Thorac Cardiovasc Surg 2019; 67(S 01): S1-S100
DOI: 10.1055/s-0039-1678774
Oral Presentations
Sunday, February 17, 2019
DGTHG: Arrhythmien und Ablation
Georg Thieme Verlag KG Stuttgart · New York

Which Energy Source Is Superior? Bipolar Radiofrequency versus Cryoablation in Concomitant Atrial Fibrillation Surgery

J. Petersen
1   Department of Cardiovascular Surgery, Universitäres Herzzentrum Hamburg, Hamburg, Germany
,
S. Hakmi
1   Department of Cardiovascular Surgery, Universitäres Herzzentrum Hamburg, Hamburg, Germany
,
Y. Alassar
1   Department of Cardiovascular Surgery, Universitäres Herzzentrum Hamburg, Hamburg, Germany
,
I. Subbotina
1   Department of Cardiovascular Surgery, Universitäres Herzzentrum Hamburg, Hamburg, Germany
,
M. F. Wagner
1   Department of Cardiovascular Surgery, Universitäres Herzzentrum Hamburg, Hamburg, Germany
,
C. Meyer
2   Department of Cardiology - Electrophysiology, Universitäres Herzzentrum Hamburg, Hamburg, Germany
,
S. Willems
2   Department of Cardiology - Electrophysiology, Universitäres Herzzentrum Hamburg, Hamburg, Germany
,
H. Reichenspurner
1   Department of Cardiovascular Surgery, Universitäres Herzzentrum Hamburg, Hamburg, Germany
,
S. Pecha
1   Department of Cardiovascular Surgery, Universitäres Herzzentrum Hamburg, Hamburg, Germany
› Author Affiliations
Further Information

Publication History

Publication Date:
28 January 2019 (online)

Introduction: Concomitant surgical ablation is an established procedure for patients with atrial fibrillation (AF) undergoing cardiac surgery. Different energy sources are available to perform surgical ablation. At the moment, there is no clear evidence of which energy source is superior. We therefore compared bipolar radiofrequency (RF) with cryoablation in concomitant AF surgery.

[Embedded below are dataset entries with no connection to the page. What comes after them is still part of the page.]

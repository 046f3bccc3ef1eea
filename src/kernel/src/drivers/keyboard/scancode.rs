//! Scan code set 1 decoding.
//!
//! [`ScancodeDecoder`] is a pure state machine: it owns the modifier state and
//! turns one scancode into at most one character. It does no I/O, so it can
//! be driven with synthetic byte sequences.

/// Escape key make code.
pub const SCANCODE_ESCAPE: u8 = 0x01;
/// Tab key make code.
pub const SCANCODE_TAB: u8 = 0x0F;
/// Enter key make code.
pub const SCANCODE_ENTER: u8 = 0x1C;
/// Left shift make code.
pub const SCANCODE_LEFT_SHIFT: u8 = 0x2A;
/// Right shift make code.
pub const SCANCODE_RIGHT_SHIFT: u8 = 0x36;
/// Caps lock make code.
pub const SCANCODE_CAPS_LOCK: u8 = 0x3A;

/// Bit set on every key release scancode.
pub const RELEASE_BIT: u8 = 0x80;

/// Sentinel posted to the mailbox when ESC is pressed.
pub const ESCAPE_SENTINEL: u8 = 0x1B;

/// Base character for each make code of a US keyboard. Zero means the key
/// produces no character.
#[rustfmt::skip]
pub static SCANCODE_TABLE: [u8; 128] = [
    0, 27, b'1', b'2', b'3', b'4', b'5', b'6', b'7', b'8', b'9', b'0', b'-', b'=', 0x08, b'\t',
    b'q', b'w', b'e', b'r', b't', b'y', b'u', b'i', b'o', b'p', b'[', b']', b'\n', 0, b'a', b's',
    b'd', b'f', b'g', b'h', b'j', b'k', b'l', b';', b'\'', b'`', 0, b'\\', b'z', b'x', b'c', b'v',
    b'b', b'n', b'm', b',', b'.', b'/', 0, b'*', 0, b' ', 0, 0, 0, 0, 0, 0,
    0, 0, 0, 0, 0, 0, 0, 0, 0, 0, b'-', 0, 0, 0, b'+', 0,
    0, 0, 0, 0, 0, 0, 0, 0, 0, 0, 0, 0, 0, 0, 0, 0,
    0, 0, 0, 0, 0, 0, 0, 0, 0, 0, 0, 0, 0, 0, 0, 0,
    0, 0, 0, 0, 0, 0, 0, 0, 0, 0, 0, 0, 0, 0, 0, 0,
];

/// Returns the character a US keyboard produces for `ch` with shift held.
///
/// Characters without a shifted form are returned unchanged.
pub const fn shifted_symbol(ch: u8) -> u8 {
    match ch {
        b'`' => b'~',
        b'1' => b'!',
        b'2' => b'@',
        b'3' => b'#',
        b'4' => b'$',
        b'5' => b'%',
        b'6' => b'^',
        b'7' => b'&',
        b'8' => b'*',
        b'9' => b'(',
        b'0' => b')',
        b'-' => b'_',
        b'=' => b'+',
        b'[' => b'{',
        b']' => b'}',
        b'\\' => b'|',
        b';' => b':',
        b'\'' => b'"',
        b',' => b'<',
        b'.' => b'>',
        b'/' => b'?',
        other => other,
    }
}

/// Keyboard modifier state.
#[derive(Debug, Clone, Copy, PartialEq, Eq, Default)]
pub struct ModifierState {
    pub caps_lock: bool,
    pub shift: bool,
}

impl ModifierState {
    const CAPS_LOCK: u8 = 1 << 0;
    const SHIFT: u8 = 1 << 1;

    /// Packs the state into one byte.
    pub const fn bits(self) -> u8 {
        let caps_lock = if self.caps_lock { Self::CAPS_LOCK } else { 0 };
        let shift = if self.shift { Self::SHIFT } else { 0 };
        caps_lock | shift
    }

    pub const fn from_bits(bits: u8) -> Self {
        Self {
            caps_lock: bits & Self::CAPS_LOCK != 0,
            shift: bits & Self::SHIFT != 0,
        }
    }
}

/// Result of decoding one scancode.
#[derive(Debug, Clone, Copy, PartialEq, Eq)]
pub enum KeyAction {
    /// A character for the mailbox.
    Char(u8),
    /// ESC: request exit and post the sentinel.
    Escape,
    /// Nothing to deliver (modifier, release, or unmapped key).
    Ignored,
}

/// Scan code set 1 decoder with modifier tracking.
#[derive(Debug, Clone, Default)]
pub struct ScancodeDecoder {
    modifiers: ModifierState,
}

impl ScancodeDecoder {
    /// Creates a decoder with no modifiers active.
    pub const fn new() -> Self {
        Self {
            modifiers: ModifierState {
                caps_lock: false,
                shift: false,
            },
        }
    }

    /// Creates a decoder with the given modifiers.
    pub const fn with_modifiers(modifiers: ModifierState) -> Self {
        Self { modifiers }
    }

    /// Current modifier state.
    pub fn modifiers(&self) -> ModifierState {
        self.modifiers
    }

    /// Decodes one scancode, updating modifiers.
    pub fn decode(&mut self, scancode: u8) -> KeyAction {
        if scancode == SCANCODE_ESCAPE {
            return KeyAction::Escape;
        }
        if scancode & RELEASE_BIT != 0 {
            self.release(scancode & !RELEASE_BIT);
            return KeyAction::Ignored;
        }
        match scancode {
            SCANCODE_CAPS_LOCK => {
                self.modifiers.caps_lock = !self.modifiers.caps_lock;
                KeyAction::Ignored
            }
            SCANCODE_ENTER => KeyAction::Char(b'\n'),
            SCANCODE_TAB => KeyAction::Char(b'\t'),
            SCANCODE_LEFT_SHIFT | SCANCODE_RIGHT_SHIFT => {
                self.modifiers.shift = true;
                KeyAction::Ignored
            }
            code => match self.translate(code) {
                0 => KeyAction::Ignored,
                ch => KeyAction::Char(ch),
            },
        }
    }

    /// Applies only the modifier effect of `scancode`.
    ///
    /// Used for the trailing bytes of a drained batch, which never produce a
    /// character.
    pub fn track_modifiers(&mut self, scancode: u8) {
        if scancode & RELEASE_BIT != 0 {
            self.release(scancode & !RELEASE_BIT);
            return;
        }
        match scancode {
            SCANCODE_CAPS_LOCK => self.modifiers.caps_lock = !self.modifiers.caps_lock,
            SCANCODE_LEFT_SHIFT | SCANCODE_RIGHT_SHIFT => self.modifiers.shift = true,
            _ => {}
        }
    }

    fn release(&mut self, make_code: u8) {
        if matches!(make_code, SCANCODE_LEFT_SHIFT | SCANCODE_RIGHT_SHIFT) {
            self.modifiers.shift = false;
        }
    }

    /// Applies the modifier rules to the table entry for `code`.
    fn translate(&self, code: u8) -> u8 {
        let base = SCANCODE_TABLE[usize::from(code & !RELEASE_BIT)];
        if base == 0 {
            return 0;
        }
        let ModifierState { caps_lock, shift } = self.modifiers;
        match (caps_lock, shift) {
            // Caps and shift cancel out for letters; symbols still shift.
            (true, true) => shifted_symbol(base),
            (true, false) => base.to_ascii_uppercase(),
            (false, true) if base.is_ascii_alphabetic() => base.to_ascii_uppercase(),
            (false, true) => shifted_symbol(base),
            (false, false) => base,
        }
    }
}
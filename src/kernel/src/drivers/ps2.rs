//! 8042 PS/2 controller access.
//!
//! Thin wrapper over a [`PortIo`] implementation that knows the status bits
//! and the bounded wait loops used during device handshakes.

use crate::config::ps2::*;
use kestrel_common::DeviceError;
use kestrel_hal::PortIo;

/// Borrowed view of the PS/2 controller.
pub struct Controller<'a, P: PortIo> {
    io: &'a mut P,
}

impl<'a, P: PortIo> Controller<'a, P> {
    /// Wraps the port backend.
    pub fn new(io: &'a mut P) -> Self {
        Self { io }
    }

    /// Reads the status register.
    pub fn status(&mut self) -> u8 {
        self.io.read_u8(COMMAND_PORT)
    }

    /// Returns true if a byte is waiting on the data port.
    pub fn has_output(&mut self) -> bool {
        self.status() & STATUS_OUTPUT_FULL != 0
    }

    /// Reads the data port without waiting.
    pub fn read_data_now(&mut self) -> u8 {
        self.io.read_u8(DATA_PORT)
    }

    /// Spins until the controller accepts a new byte.
    pub fn wait_writable(&mut self) -> Result<(), DeviceError> {
        for _ in 0..WAIT_SPINS {
            if self.status() & STATUS_INPUT_FULL == 0 {
                return Ok(());
            }
            core::hint::spin_loop();
        }
        Err(DeviceError::ControllerTimeout)
    }

    /// Spins until a byte is waiting on the data port.
    pub fn wait_readable(&mut self) -> Result<(), DeviceError> {
        for _ in 0..WAIT_SPINS {
            if self.status() & STATUS_OUTPUT_FULL != 0 {
                return Ok(());
            }
            core::hint::spin_loop();
        }
        Err(DeviceError::ControllerTimeout)
    }

    /// Sends a command byte to the controller itself.
    pub fn send_command(&mut self, command: u8) -> Result<(), DeviceError> {
        self.wait_writable()?;
        self.io.write_u8(COMMAND_PORT, command);
        Ok(())
    }

    /// Writes a byte to the data port.
    pub fn send_data(&mut self, data: u8) -> Result<(), DeviceError> {
        self.wait_writable()?;
        self.io.write_u8(DATA_PORT, data);
        Ok(())
    }

    /// Reads a byte from the data port once one is available.
    pub fn read_data(&mut self) -> Result<u8, DeviceError> {
        self.wait_readable()?;
        Ok(self.io.read_u8(DATA_PORT))
    }

    /// Discards stale output bytes. Returns how many were dropped.
    pub fn flush_output(&mut self) -> usize {
        let mut dropped = 0;
        while dropped < MAX_FLUSH && self.has_output() {
            self.read_data_now();
            dropped += 1;
        }
        dropped
    }

    /// Sends one byte to the auxiliary device and checks its acknowledge.
    pub fn write_aux(&mut self, byte: u8) -> Result<(), DeviceError> {
        self.send_command(CMD_WRITE_AUX)?;
        self.send_data(byte)?;
        let response = self.read_data()?;
        if response != ACK {
            return Err(DeviceError::MissingAck {
                command: byte,
                response,
            });
        }
        Ok(())
    }

    /// Reads the controller configuration byte.
    pub fn read_config(&mut self) -> Result<u8, DeviceError> {
        self.send_command(CMD_READ_CONFIG)?;
        self.read_data()
    }

    /// Writes the controller configuration byte.
    pub fn write_config(&mut self, config: u8) -> Result<(), DeviceError> {
        self.send_command(CMD_WRITE_CONFIG)?;
        self.send_data(config)
    }
}

#[cfg(test)]
pub(crate) mod testing {
    //! Scripted controller used by driver tests.

    use super::*;
    use kestrel_hal::{InterruptController, IrqHandler, IrqRegistry};
    use std::collections::VecDeque;
    use std::vec::Vec;

    /// Fake 8042: bytes queued in `output` appear on the data port, and each
    /// byte sent to the auxiliary device pops one scripted reply.
    #[derive(Default)]
    pub struct ScriptedPorts {
        pub output: VecDeque<u8>,
        pub aux_output: bool,
        pub aux_replies: VecDeque<u8>,
        pub writes: Vec<(u16, u8)>,
        pub word_writes: Vec<(u16, u16)>,
        pub config: u8,
        pub stuck_busy: bool,
        pending_aux: bool,
        pending_config: bool,
    }

    impl ScriptedPorts {
        pub fn with_output(bytes: &[u8]) -> Self {
            Self {
                output: bytes.iter().copied().collect(),
                ..Self::default()
            }
        }

        /// A controller whose input buffer never drains.
        pub fn busy() -> Self {
            Self {
                stuck_busy: true,
                ..Self::default()
            }
        }

        pub fn with_config(config: u8) -> Self {
            Self {
                config,
                ..Self::default()
            }
        }

        pub fn aux_bytes_sent(&self) -> Vec<u8> {
            let mut sent = Vec::new();
            let mut routed = false;
            for &(port, value) in &self.writes {
                match port {
                    COMMAND_PORT => routed = value == CMD_WRITE_AUX,
                    DATA_PORT if routed => {
                        sent.push(value);
                        routed = false;
                    }
                    _ => {}
                }
            }
            sent
        }

        pub fn commands_sent(&self) -> Vec<u8> {
            self.writes
                .iter()
                .filter(|(port, _)| *port == COMMAND_PORT)
                .map(|&(_, value)| value)
                .collect()
        }
    }

    impl PortIo for ScriptedPorts {
        fn read_u8(&mut self, port: u16) -> u8 {
            match port {
                COMMAND_PORT => {
                    let mut status = 0;
                    if !self.output.is_empty() {
                        status |= STATUS_OUTPUT_FULL;
                        if self.aux_output {
                            status |= STATUS_AUX_DATA;
                        }
                    }
                    if self.stuck_busy {
                        status |= STATUS_INPUT_FULL;
                    }
                    status
                }
                DATA_PORT => self.output.pop_front().unwrap_or(0),
                _ => 0,
            }
        }

        fn write_u8(&mut self, port: u16, value: u8) {
            self.writes.push((port, value));
            match port {
                COMMAND_PORT => match value {
                    CMD_WRITE_AUX => self.pending_aux = true,
                    CMD_READ_CONFIG => self.output.push_back(self.config),
                    CMD_WRITE_CONFIG => self.pending_config = true,
                    _ => {}
                },
                DATA_PORT if self.pending_aux => {
                    self.pending_aux = false;
                    if let Some(reply) = self.aux_replies.pop_front() {
                        self.output.push_back(reply);
                    }
                }
                DATA_PORT if self.pending_config => {
                    self.pending_config = false;
                    self.config = value;
                }
                _ => {}
            }
        }

        fn read_u16(&mut self, _port: u16) -> u16 {
            0
        }

        fn write_u16(&mut self, port: u16, value: u16) {
            self.word_writes.push((port, value));
        }
    }

    /// Interrupt controller that records acknowledgments.
    #[derive(Default)]
    pub struct RecordingPic {
        pub acknowledged: Vec<u8>,
        pub enabled: bool,
    }

    impl InterruptController for RecordingPic {
        fn enable(&mut self) {
            self.enabled = true;
        }

        fn disable(&mut self) {
            self.enabled = false;
        }

        fn end_of_interrupt(&mut self, irq: u8) {
            self.acknowledged.push(irq);
        }
    }

    /// Registry that remembers which lines received a handler.
    #[derive(Default)]
    pub struct RecordingRegistry {
        pub lines: Vec<u8>,
    }

    impl IrqRegistry for RecordingRegistry {
        fn register_handler(&mut self, irq: u8, _handler: IrqHandler) {
            self.lines.push(irq);
        }
    }

    pub fn noop_handler() {}
}

#[cfg(test)]
mod tests {
    use super::testing::ScriptedPorts;
    use super::*;

    #[test]
    fn test_write_aux_requires_ack() {
        let mut ports = ScriptedPorts::default();
        ports.aux_replies.push_back(0xFE);
        let result = Controller::new(&mut ports).write_aux(DEV_SET_DEFAULTS);
        assert_eq!(
            result,
            Err(DeviceError::MissingAck {
                command: DEV_SET_DEFAULTS,
                response: 0xFE
            })
        );
        assert_eq!(ports.aux_bytes_sent(), [DEV_SET_DEFAULTS]);
    }

    #[test]
    fn test_wait_gives_up_on_busy_controller() {
        let mut ports = ScriptedPorts::busy();
        assert_eq!(
            Controller::new(&mut ports).send_command(CMD_ENABLE_AUX),
            Err(DeviceError::ControllerTimeout)
        );
        assert!(ports.writes.is_empty());
    }

    #[test]
    fn test_flush_is_bounded() {
        let mut ports = ScriptedPorts::with_output(&[0xAA; 40]);
        assert_eq!(Controller::new(&mut ports).flush_output(), MAX_FLUSH);
        assert_eq!(ports.output.len(), 40 - MAX_FLUSH);
    }

    #[test]
    fn test_config_round_trip_through_controller() {
        let mut ports = ScriptedPorts::with_config(0x21);
        let mut controller = Controller::new(&mut ports);
        let config = controller.read_config().expect("config readable");
        controller.write_config(config | CONFIG_AUX_IRQ).expect("config writable");
        assert_eq!(ports.config, 0x23);
    }
}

Methods: Between 2003 and 2015, 642 patients underwent concomitant surgical AF ablation in our institution. A total of 123 patients were treated with cryoablation and 247 patients were ablated with bipolar RF and were included in this retrospective data analysis, rhythm monitoring by either 24-hour Holter ECG (n = 251) or implantable loop recorder (n = 119). Logistic regression analysis was used to identify predictors for rhythm outcome. Primary end point of the study was freedom from AF at 12 months follow-up.

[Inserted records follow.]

//! Kestrel kernel entry point.

#![cfg_attr(target_os = "none", no_std, no_main)]

#[cfg(target_os = "none")]
mod kernel {
    use bootloader::{entry_point, BootInfo};
    use core::fmt::Write;
    use core::panic::PanicInfo;
    use kestrel_common::DeviceError;
    use kestrel_hal::InterruptController;
    use kestrel_kernel::arch::x86_64::interrupts::{self, IrqTable};
    use kestrel_kernel::arch::x86_64::{self, serial, vga, PicController, X86Ports};
    use kestrel_kernel::boot::{self, Status};
    use kestrel_kernel::config::MouseConfig;
    use kestrel_kernel::console::Color;
    use kestrel_kernel::drivers::{KeyboardDriver, MouseDriver};
    use kestrel_kernel::shell::Shell;

    static KEYBOARD: KeyboardDriver = KeyboardDriver::new();
    static MOUSE: MouseDriver = MouseDriver::new(MouseConfig::DEFAULT);

    entry_point!(kernel_main);

    fn keyboard_irq() {
        KEYBOARD.handle_interrupt(&mut X86Ports, &mut PicController);
    }

    fn mouse_irq() {
        MOUSE.handle_interrupt(&mut X86Ports, &mut PicController);
    }

    fn kernel_main(_boot_info: &'static BootInfo) -> ! {
        let console = kestrel_kernel::init();
        let mut guard = console.lock();
        let terminal = &mut *guard;
        terminal.clear(Color::White, Color::Black);
        boot::banner::print_banner(terminal);
        boot::log(terminal, Status::Ok, "Serial port initialized");

        interrupts::init_idt();
        boot::log(terminal, Status::Ok, "IDT loaded, PICs remapped");

        KEYBOARD.initialize(&mut IrqTable, keyboard_irq);
        boot::log(terminal, Status::Ok, "Keyboard on IRQ 1");

        match MOUSE.initialize(&mut X86Ports, &mut IrqTable, mouse_irq) {
            Ok(()) => boot::log(terminal, Status::Ok, "Mouse streaming on IRQ 12"),
            Err(DeviceError::ControllerTimeout) => {
                boot::log(terminal, Status::Warn, "Mouse not responding");
            }
            Err(_) => boot::log(terminal, Status::Fail, "Mouse rejected setup"),
        }

        #[cfg(feature = "selftest")]
        {
            kestrel_kernel::tests::run_all();
            boot::log(terminal, Status::Ok, "Self tests passed");
        }

        PicController.enable();
        boot::log(terminal, Status::Ok, "Boot complete!");

        let colors = terminal.colors();
        terminal.set_colors(Color::Cyan, colors.background());
        terminal.put_str("\n Type 'help' for available commands.\n\n");
        terminal.set_colors(colors.foreground(), colors.background());

        Shell::new(terminal, &KEYBOARD, &MOUSE)
            .with_idle(x86_64::hlt)
            .run()
    }

    #[panic_handler]
    fn panic(info: &PanicInfo) -> ! {
        serial::try_print(format_args!("KERNEL PANIC: {}\n", info));

        // The console is held by the shell for the whole session; only
        // draw when nobody owns it.
        if let Some(console) = vga::CONSOLE.get() {
            if let Some(mut terminal) = console.try_lock() {
                terminal.set_colors(Color::LightRed, Color::Black);
                let _ = write!(terminal, "\n\n!!! KERNEL PANIC !!!\n{}\n", info);
            }
        }

        x86_64::halt_loop()
    }
}

#[cfg(not(target_os = "none"))]
fn main() {}
//! VGA text mode frame buffer for x86_64.
//!
//! Cells live at 0xB8000; the hardware cursor is driven through the CRT
//! controller. The global [`CONSOLE`] terminal sits on top of it.

use super::port::X86Ports;
use crate::config::{crtc, display};
use crate::console::{Terminal, Viewport};
use core::ptr;
use kestrel_hal::{FrameBuffer, PortIo};
use spin::Mutex;

/// The memory-mapped text buffer.
pub struct VgaTextBuffer {
    /// SAFETY: valid for `HARDWARE_ROWS * WIDTH` cells for the lifetime of
    /// the kernel. The VGA text buffer is always mapped in text mode.
    cells: *mut u16,
    ports: X86Ports,
}

// SAFETY: the buffer is only reached through the CONSOLE spinlock.
unsafe impl Send for VgaTextBuffer {}

impl VgaTextBuffer {
    fn new() -> Self {
        Self {
            cells: display::BUFFER_ADDR as *mut u16,
            ports: X86Ports,
        }
    }

    fn index(&self, x: usize, y: usize) -> Option<usize> {
        (x < display::WIDTH && y < display::HEIGHT).then_some(y * display::WIDTH + x)
    }

    fn write_crtc(&mut self, register: u8, value: u8) {
        // index in the low byte, data in the high byte
        self.ports
            .write_u16(crtc::INDEX_PORT, u16::from(value) << 8 | u16::from(register));
    }
}

impl FrameBuffer for VgaTextBuffer {
    fn width(&self) -> usize {
        display::WIDTH
    }

    fn height(&self) -> usize {
        display::HEIGHT
    }

    fn read_cell(&self, x: usize, y: usize) -> u16 {
        match self.index(x, y) {
            // SAFETY: `index` bounds the offset to the mapped buffer.
            Some(i) => unsafe { ptr::read_volatile(self.cells.add(i)) },
            None => 0x0720,
        }
    }

    fn write_cell(&mut self, x: usize, y: usize, cell: u16) {
        if let Some(i) = self.index(x, y) {
            // SAFETY: `index` bounds the offset to the mapped buffer.
            unsafe { ptr::write_volatile(self.cells.add(i), cell) }
        }
    }

    fn set_cursor_position(&mut self, x: usize, y: usize) {
        let last = display::HARDWARE_ROWS * display::WIDTH - 1;
        let position = (y * display::WIDTH + x).min(last) as u16;
        self.write_crtc(crtc::CURSOR_LOCATION_LOW, position as u8);
        self.write_crtc(crtc::CURSOR_LOCATION_HIGH, (position >> 8) as u8);
    }
}

/// Global terminal on the VGA buffer.
pub static CONSOLE: spin::Once<Mutex<Terminal<VgaTextBuffer>>> = spin::Once::new();

/// Initializes the global console. Idempotent.
pub fn init() -> &'static Mutex<Terminal<VgaTextBuffer>> {
    CONSOLE.call_once(|| Mutex::new(Terminal::new(VgaTextBuffer::new(), Viewport::FULL)))
}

Results: Patients treated with cryoablation were significantly younger compared with bipolar RF (69.4 ± 8.1 vs. 73.5 ± 8.6; p < 0.001), and both groups consisted of predominantly male patients (69.9 vs. 74.8%; p = 0.325). Paroxysmal AF was present in 48.8% of the cryoablation group and 41% of the RF group. There were no major ablation-related complications and no intraoperative death. Survival at 12 months was 92.5 and 91.1% in both groups; p = 0.649.

Freedom from AF did not differ significantly between cryoablation and RF at 3, 6, and 12 months (45.4 vs. 48.3%; 44.2 vs. 49.2%; and 64.0 vs. 60.7%). During 12 months follow-up, cardioversion was performed significantly more often in the RF group (16.4 vs. 5.8%; p = 0.004). In cryoablation group, logistic regression analysis showed simultaneous double valve procedures (p = 0.05; odds ratio [OR]: 0.063) and longer duration of AF (p = 0.039; OR: 0.845) as negative predictors. In the RF group, positive predictors for freedom from AF at 12 months were paroxysmal AF (p = 0.002; OR: 2.591) and coronary artery disease (p = 0.035; OR: 1.936); negative predictors were age (p = 0.001; OR: 0.933) and permanent AF (p = 0.003; OR: 0.419).

Conclusion: Bipolar RF as well as cryoablation is effective energy sources, resulting in good and comparable rates of freedom from AF at 12 months. In bipolar RF, cardioversion was more often necessary during follow-up. Predictors for freedom from AF are shorter duration of AF (cryoablation), paroxysmal AF, and a younger age (RF).